The element which has a `K_(alpha)` X-rays line of wavelength `1.8 Å` is
`(R = 1.1 xx 10^(7) m^(-1), b = 1 and sqrt(5//33) = 0.39)`

To solve the problem, we need to find the atomic number \( Z \) of the element that has a \( K_{\alpha} \) X-ray line with a wavelength of \( 1.8 \, \text{Å} \).
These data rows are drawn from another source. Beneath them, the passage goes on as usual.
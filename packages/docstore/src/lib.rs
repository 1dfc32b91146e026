//! Document stores for flattened records
//!
//! Records whose schema extends [`document_schema`] carry an `_id` and a
//! `_rev`. This layer persists them through a [`DocumentStore`]:
//! - `InMemoryStore`: a revisioned map
//! - `LocalDiskStore`: one JSON file per document
//!
//! Each schema's documents live in their own collection, named after the
//! schema, so ids only need to be unique per schema.
//!
//! Saving checks revisions, so an update built from an outdated copy of a
//! document fails with [`StoreError::Conflict`] instead of overwriting
//! newer data.
//!
//! # Example
//!
//! ```rust
//! use flatrec_core::{DeclaredType, Object, SchemaType};
//! use flatrec_docstore::{document_schema, load, Document, InMemoryStore};
//!
//! let person = SchemaType::builder("Person")
//!     .extends(document_schema())
//!     .field("name", DeclaredType::Str)
//!     .build();
//!
//! let mut store = InMemoryStore::new();
//! let mut john = Document::new(person.instantiate([("name", "John Doe")]).unwrap()).unwrap();
//! let (id, _) = john.store(&mut store).unwrap();
//!
//! let loaded = load(&mut store, &person, &id).unwrap();
//! assert_eq!(loaded.get("name"), Some(&Object::from("John Doe")));
//! ```

mod document;
mod error;
mod in_memory;
mod local_disk;
mod store;

pub use document::{document_schema, load, Document};
pub use error::StoreError;
pub use in_memory::InMemoryStore;
pub use local_disk::LocalDiskStore;
pub use store::{collection_name, DocumentId, DocumentStore, Revision, ID_FIELD, REV_FIELD};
We will use the formula relating the wavelength \( \lambda \) to the atomic number \( Z \): \[ \frac{1}{\lambda} = R(Z - b)^2 \left( \frac{1}{n_1^2} - \frac{1}{n_2^2} \right) \] Where: - \( R \) is the Rydberg constant, given as \( 1.1 \times 10^7 \, \text{m}^{-1} \) - \( b \) is given as \( 1 \) - \( n_1 = 1 \) and \( n_2 = 2 \) for the \( K_{\alpha} \) transition. ### Step-by-Step Solution 1. **Convert Wavelength to Meters:** \[ \lambda = 1.8 \, \text{Å} = 1.8 \times 10^{-10} \, \text{m} \] 2. **Calculate \( \frac{1}{n_1^2} - \frac{1}{n_2^2} \):** \[ n_1 = 1, \quad n_2 = 2 \] \[ \frac{1}{n_1^2} - \frac{1}{n_2^2} = \frac{1}{1^2} - \frac{1}{2^2} = 1 - \frac{1}{4} = \frac{3}{4} \] 3. **Substituting into the Formula:** \[ \frac{1}{\lambda} = R(Z - b)^2 \left( \frac{3}{4} \right) \] Substituting \( R \) and \( b \): \[ \frac{1}{1.8 \times 10^{-10}} = 1.1 \times 10^7 (Z - 1)^2 \left( \frac{3}{4} \right) \] 4. **Calculate \( \frac{1}{\lambda} \):** \[ \frac{1}{1.8 \times 10^{-10}} \approx 5.56 \times 10^9 \, \text{m}^{-1} \] 5. **Rearranging the Equation:** \[ 5.56 \times 10^9 = 1.1 \times 10^7 (Z - 1)^2 \left( \frac{3}{4} \right) \] \[ (Z - 1)^2 = \frac{5.56 \times 10^9}{1.1 \times 10^7 \times \frac{3}{4}} \] 6. **Calculating the Right Side:** \[ (Z - 1)^2 = \frac{5.56 \times 10^9}{8.25 \times 10^6} \approx 674.55 \] \[ Z - 1 = \sqrt{674.55} \approx 25.94 \] 7. **Finding \( Z \):** \[ Z \approx 25.94 + 1 \approx 26.94 \] Rounding to the nearest whole number, we find: \[ Z \approx 27 \] ### Conclusion The element with a \( K_{\alpha} \) X-ray line of wavelength \( 1.8 \, \text{Å} \) corresponds to the atomic number \( Z = 27 \), which is **Cobalt (Co)**.